State spending will likely remain modest as states contend with sluggish revenue collections and modest growth in the national economy. States will target spending in certain priority areas while addressing long-term obligations (read retiree costs and infrastructure), building up reserves and promoting structural balances.

More importantly, a real worry is what’s lurking on the federal horizon—especially regarding tax reform, health-care changes and decreases in funding levels.

President Trump and Republicans in Congress are intent in reducing the discretionary federal budget—a large part of which is sent to state governments.

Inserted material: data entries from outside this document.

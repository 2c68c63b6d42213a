//! Keyboard hotkeys.
//!
//! Actions can have many hotkeys bound to them, and hotkeys can be bound to at most one action.
//! For disk storage the one-to-many relation of actions to keys is easier to edit for the end user,
//! so the reverse many-to-one mapping of keys to actions is built dynamically.

use super::Action;

/// Physical keys, named after the W3C `KeyboardEvent.code` values.
#[derive(
    strum::EnumString,
    strum::AsRefStr,
    strum::EnumIter,
    Hash,
    PartialEq,
    Eq,
    Clone,
    Copy,
    Debug,
)]
pub enum Key {
    KeyA,
    KeyB,
    KeyC,
    KeyD,
    KeyE,
    KeyF,
    KeyG,
    KeyH,
    KeyI,
    KeyJ,
    KeyK,
    KeyL,
    KeyM,
    KeyN,
    KeyO,
    KeyP,
    KeyQ,
    KeyR,
    KeyS,
    KeyT,
    KeyU,
    KeyV,
    KeyW,
    KeyX,
    KeyY,
    KeyZ,
    Digit0,
    Digit1,
    Digit2,
    Digit3,
    Digit4,
    Digit5,
    Digit6,
    Digit7,
    Digit8,
    Digit9,
    Comma,
    Period,
    Minus,
    Equal,
    BracketLeft,
    BracketRight,
    Space,
    Escape,
}

#[derive(Hash, PartialEq, Eq, Clone, Debug, Copy)]
pub struct KeyboardHotkey {
    pub ctrl: bool,
    pub alt: bool,
    pub shift: bool,
    pub key: Key,
}
impl KeyboardHotkey {
    /// A hotkey with no modifiers.
    #[must_use]
    pub const fn bare(key: Key) -> Self {
        Self {
            ctrl: false,
            alt: false,
            shift: false,
            key,
        }
    }
}
impl serde::Serialize for KeyboardHotkey {
    fn serialize<S>(&self, serializer: S) -> Result<S::Ok, S::Error>
    where
        S: serde::Serializer,
    {
        // Human-readable string, same syntax as FromStr.
        serializer.serialize_str(&self.to_string())
    }
}
impl<'de> serde::Deserialize<'de> for KeyboardHotkey {
    fn deserialize<D>(deserializer: D) -> Result<Self, D::Error>
    where
        D: serde::Deserializer<'de>,
    {
        let str =
            <std::borrow::Cow<'de, str> as serde::Deserialize<'de>>::deserialize(deserializer)?;
        str.parse().map_err(serde::de::Error::custom)
    }
}
/// Formats as `[ctrl+][alt+][shift+]<key name>`.
impl std::fmt::Display for KeyboardHotkey {
    fn fmt(&self, f: &mut std::fmt::Formatter<'_>) -> std::fmt::Result {
        if self.ctrl {
            f.write_str("ctrl+")?;
        }
        if self.alt {
            f.write_str("alt+")?;
        }
        if self.shift {
            f.write_str("shift+")?;
        }
        f.write_str(self.key.as_ref())
    }
}
#[derive(Debug, thiserror::Error)]
pub enum KeyboardHotkeyFromStrError {
    #[error("unrecognized key name")]
    InvalidKeyName,
}
/// Parse from syntax `[ctrl+][alt+][shift+]<key name>`, case-sensitive.
impl std::str::FromStr for KeyboardHotkey {
    type Err = KeyboardHotkeyFromStrError;
    fn from_str(mut str: &str) -> Result<Self, Self::Err> {
        let mut take_if_has = |prefix: &str| -> bool {
            if let Some(new_str) = str.strip_prefix(prefix) {
                str = new_str;
                true
            } else {
                false
            }
        };
        let ctrl = take_if_has("ctrl+");
        let alt = take_if_has("alt+");
        let shift = take_if_has("shift+");
        // str now contains only the key name.
        let key = str
            .parse()
            .map_err(|_| KeyboardHotkeyFromStrError::InvalidKeyName)?;

        Ok(Self {
            ctrl,
            alt,
            shift,
            key,
        })
    }
}

#[derive(serde::Serialize, serde::Deserialize, Default, Clone, Debug)]
pub struct HotkeyCollection {
    #[serde(default)]
    pub keyboard: Vec<KeyboardHotkey>,
}

const DEFAULT_KEYBOARD: &[(Action, &[Key])] = &[
    (Action::ToggleAssist, &[Key::KeyA]),
    (Action::ClearLabel, &[Key::KeyC]),
    (Action::Eraser, &[Key::KeyE]),
    (Action::SelectClass1, &[Key::Digit1]),
    (Action::SelectClass2, &[Key::Digit2]),
    (Action::SelectClass3, &[Key::Digit3]),
    (Action::SelectClass4, &[Key::Digit4]),
    (Action::SelectClass5, &[Key::Digit5]),
    (Action::SelectClass6, &[Key::Digit6]),
    (Action::SelectClass7, &[Key::Digit7]),
    (Action::SelectClass8, &[Key::Digit8]),
    (Action::SelectClass9, &[Key::Digit9]),
    (Action::PreviousSample, &[Key::Comma]),
    (Action::NextSample, &[Key::Period]),
    (Action::BrushGrow, &[Key::BracketRight, Key::Equal]),
    (Action::BrushShrink, &[Key::BracketLeft, Key::Minus]),
    (Action::ResetView, &[Key::Space]),
];

/// Maps each action onto potentially many hotkeys.
#[derive(serde::Serialize, serde::Deserialize, Clone, Debug)]
pub struct ActionsToKeys(hashbrown::HashMap<Action, HotkeyCollection>);
impl Default for ActionsToKeys {
    fn default() -> Self {
        let keys_map = DEFAULT_KEYBOARD
            .iter()
            .map(|(action, keys)| {
                let keyboard = keys.iter().copied().map(KeyboardHotkey::bare).collect();
                (*action, HotkeyCollection { keyboard })
            })
            .collect();

        let new = Self(keys_map);
        // Make sure we didn't accidentally bind a single key twice
        debug_assert!(TryInto::<KeysToActions>::try_into(&new).is_ok());
        new
    }
}
impl ActionsToKeys {
    #[must_use]
    pub fn keys_of(&self, action: Action) -> &[KeyboardHotkey] {
        self.0
            .get(&action)
            .map_or(&[], |collection| collection.keyboard.as_slice())
    }
}

/// Derived from [`ActionsToKeys`], maps each hotkey onto at most one action.
#[derive(Clone, Debug)]
pub struct KeysToActions(hashbrown::HashMap<KeyboardHotkey, Action>);
#[derive(thiserror::Error, Debug)]
pub enum KeysToActionsError {
    /// A single key was bound to multiple actions.
    /// Only the first two encountered (in arbitrary order) are reported.
    #[error("hotkey {key} used for more than one action: {actions:?}")]
    DuplicateBinding {
        key: KeyboardHotkey,
        actions: [Action; 2],
    },
}
impl TryFrom<&ActionsToKeys> for KeysToActions {
    type Error = KeysToActionsError;
    fn try_from(value: &ActionsToKeys) -> Result<Self, Self::Error> {
        let mut new = KeysToActions(hashbrown::HashMap::default());

        for (action, keys) in &value.0 {
            for &key in &keys.keyboard {
                // The slot wasn't empty!
                if let Some(old) = new.0.insert(key, *action) {
                    return Err(KeysToActionsError::DuplicateBinding {
                        key,
                        actions: [*action, old],
                    });
                }
            }
        }

        Ok(new)
    }
}
impl KeysToActions {
    #[must_use]
    pub fn action_of(&self, key: &KeyboardHotkey) -> Option<Action> {
        self.0.get(key).copied()
    }
}
//! Utility types, used throughout the crate.

/// A position in image space, in pixels. Pixel `[x, y]` is sampled at exactly `[x as f32, y as f32]`.
pub type Point = [f32; 2];
/// Integer coordinates of a single pixel.
pub type Pixel = [u32; 2];

/// Inclusive pixel-space bounds, already clipped to some image.
#[derive(Copy, Clone, Debug, PartialEq, Eq)]
pub struct PixelRect {
    pub min: Pixel,
    pub max: Pixel,
}
impl PixelRect {
    /// Clip the float bounds `[min, max]` to an image of the given size.
    /// Returns None if the bounds don't overlap the image at all.
    #[must_use]
    pub fn clipped(min: Point, max: Point, size: [u32; 2]) -> Option<Self> {
        if size[0] == 0 || size[1] == 0 {
            return None;
        }
        // Also rejects NaN, as every comparison fails.
        if !(max[0] >= 0.0 && max[1] >= 0.0) {
            return None;
        }
        let last = [size[0] - 1, size[1] - 1];
        let lo = [min[0].max(0.0).floor(), min[1].max(0.0).floor()];
        if lo[0] > last[0] as f32 || lo[1] > last[1] as f32 {
            return None;
        }
        let hi = [max[0].ceil(), max[1].ceil()];
        Some(Self {
            min: [lo[0] as u32, lo[1] as u32],
            max: [
                (hi[0].min(last[0] as f32)) as u32,
                (hi[1].min(last[1] as f32)) as u32,
            ],
        })
    }
    /// Iterate every pixel within the bounds, row-major.
    pub fn iter(self) -> impl Iterator<Item = Pixel> {
        (self.min[1]..=self.max[1])
            .flat_map(move |y| (self.min[0]..=self.max[0]).map(move |x| [x, y]))
    }
}

/// Squared distance between two points.
#[must_use]
pub fn distance_sq(a: Point, b: Point) -> f32 {
    let delta = [a[0] - b[0], a[1] - b[1]];
    delta[0] * delta[0] + delta[1] * delta[1]
}

/// Squared distance from `p` to the closed segment `[a, b]`.
/// Degenerates to a point distance when `a == b`.
#[must_use]
pub fn segment_distance_sq(p: Point, a: Point, b: Point) -> f32 {
    let ab = [b[0] - a[0], b[1] - a[1]];
    let len_sq = ab[0] * ab[0] + ab[1] * ab[1];
    if len_sq <= f32::EPSILON {
        return distance_sq(p, a);
    }
    let ap = [p[0] - a[0], p[1] - a[1]];
    let t = ((ap[0] * ab[0] + ap[1] * ab[1]) / len_sq).clamp(0.0, 1.0);
    distance_sq(p, [t.mul_add(ab[0], a[0]), t.mul_add(ab[1], a[1])])
}

#[cfg(test)]
mod test {
    use super::*;
    #[test]
    fn clip_outside() {
        assert_eq!(PixelRect::clipped([-10.0, -10.0], [-1.0, 5.0], [10, 10]), None);
        assert_eq!(PixelRect::clipped([12.0, 0.0], [20.0, 5.0], [10, 10]), None);
        assert_eq!(PixelRect::clipped([0.0, 0.0], [5.0, 5.0], [0, 10]), None);
    }
    #[test]
    fn clip_partial() {
        let rect = PixelRect::clipped([-3.5, 2.2], [4.1, 30.0], [10, 10]).unwrap();
        assert_eq!(rect.min, [0, 2]);
        assert_eq!(rect.max, [5, 9]);
        assert_eq!(rect.iter().count(), 6 * 8);
    }
    #[test]
    fn segment_distance() {
        // Perpendicular foot inside the segment
        assert!((segment_distance_sq([5.0, 3.0], [0.0, 0.0], [10.0, 0.0]) - 9.0).abs() < 1e-5);
        // Beyond the end, measured to the endpoint.
        assert!((segment_distance_sq([13.0, 4.0], [0.0, 0.0], [10.0, 0.0]) - 25.0).abs() < 1e-5);
        // Degenerate segment
        assert!((segment_distance_sq([3.0, 4.0], [0.0, 0.0], [0.0, 0.0]) - 25.0).abs() < 1e-5);
    }
}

If significant cuts are made in social programs, transportation, higher education and environment-oriented programs, states will be confronted with some difficult choices.

GOP tax reforms that would eliminate or reduce deductions for state and local tax payments  would reduce disposal income of taxpayers in high-tax states. To date Medicaid and the ACA has been maintained, but continuing proposals by Congress and the president to change both programs would have a dramatic impact on state spending for health care and for the neediest folks in the state. Stay tuned as events unfold.  

Richard F. Keevey is the former Budget Director and Comptroller for New Jersey—appointed by two governors of each political party. He also held presidential appointments as the CFO at HUD and Deputy Under Secretary of Defense. He is currently a Senior Policy Fellow at the School of Planning and Policy at Rutgers University and a Lecturer at the Woodrow Wilson School, Princeton University.